MI9’s formal aims were to aid escapers by providing them with tools and training to escape; to train potential evaders to evade; to encourage secret routes along which either could travel; and to glean such intelligence as was in prisoner of war camps, or from escapers or evaders who made it home. Against these aims, Jasper played a key role. He trained frontline personnel on how to evade capture and to escape captivity, and he designed and issued escape and evasion devices to military personnel.
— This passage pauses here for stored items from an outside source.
//! Subcommand implementations

pub mod config;
pub mod format;
pub mod init;
//! Format command implementation

use std::io::{self, IsTerminal, Read};

use miette::{IntoDiagnostic, Result};
use tracing::{debug, info};
use tsuzufmt_core::{
    ConfigSources, ExitStatus, FileLines, FormatReportFormatterBuilder, FsDiscovery,
    Input, PlainTextRenderer, ReportStyle, Session, Verbosity,
};

use crate::cli::{Cli, FormatArgs, Overrides};
use crate::output::{changed_count, emit_outputs};

pub fn run_format(cli: &Cli, args: &FormatArgs) -> Result<ExitStatus> {
    let cwd = std::env::current_dir().into_diagnostic()?;
    let options = Overrides::new(cli, Some(args));
    let sources = ConfigSources::load(&cwd, &options, &FsDiscovery::new()).into_diagnostic()?;

    let file_lines = match &args.file_lines {
        Some(json) => FileLines::from_json(json, args.unlisted.into()).into_diagnostic()?,
        None => FileLines::all(),
    };

    let (inputs, stdin_name) = if args.files.is_empty() {
        let mut content = String::new();
        io::stdin()
            .read_to_string(&mut content)
            .into_diagnostic()?;
        let input = Input::Text {
            content,
            label: args.stdin_name.clone(),
        };
        let name = input.file_name();
        (vec![input], Some(name))
    } else {
        let inputs = args.files.iter().cloned().map(Input::File).collect();
        (inputs, None)
    };
    debug!("Formatting {} inputs", inputs.len());

    let mut session =
        Session::new(sources, Box::new(PlainTextRenderer::new())).with_file_lines(file_lines);
    session.format_all(&inputs).into_diagnostic()?;
    let config = session.config().cloned().unwrap_or_default();
    let result = session.finish().into_diagnostic()?;

    let style = ReportStyle::from(args.report);
    let human = style == ReportStyle::Human;
    let stdout_colors = config.color().use_colors(io::stdout().is_terminal());
    let stderr_colors = config.color().use_colors(io::stderr().is_terminal());

    emit_outputs(&result, stdin_name.as_ref(), stdout_colors)?;

    let formatter = FormatReportFormatterBuilder::new()
        .style(style)
        .enable_colors(human && stderr_colors)
        .show_context(human && !args.no_context)
        .build()
        .into_diagnostic()?;

    let show_report = !human
        || match config.verbosity() {
            Verbosity::Quiet => result.report.has_errors(),
            Verbosity::Normal => !result.report.is_empty(),
            Verbosity::Verbose => true,
        };
    if show_report {
        eprint!("{}", result.report.render(formatter.as_ref()));
    }

    info!(
        "{} of {} inputs {}",
        changed_count(&result),
        result.outputs.len(),
        if result.emit_mode.wants_diff() {
            "would change"
        } else {
            "changed"
        }
    );

    Ok(result.status)
}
A signed photo of Major Jasper Maskelyne, Royal Engineers
(Source: Author’s collection)
Jasper was the ideal lecturer on this secretive topic. Lecturing to large groups of service personnel was the dominant method of military training. Most audiences, overexposed to this approach, were numb to the contents. Many lectures blended into one unmemorable download of information. Jasper’s lectures were something different. He was a celebrity with a famous family name. This enticed people to turn up when they may have sneaked off to avoid ‘another lecture.’ More than this, his public speaking and performing skills, along with his charismatic character, drew their attention and kept them listening. Add on the interesting and important nature of the topic, occasional displays of magic to illustrate points, stories of daring escapes, and demonstrations of secret gadgets, and you have a compelling mix.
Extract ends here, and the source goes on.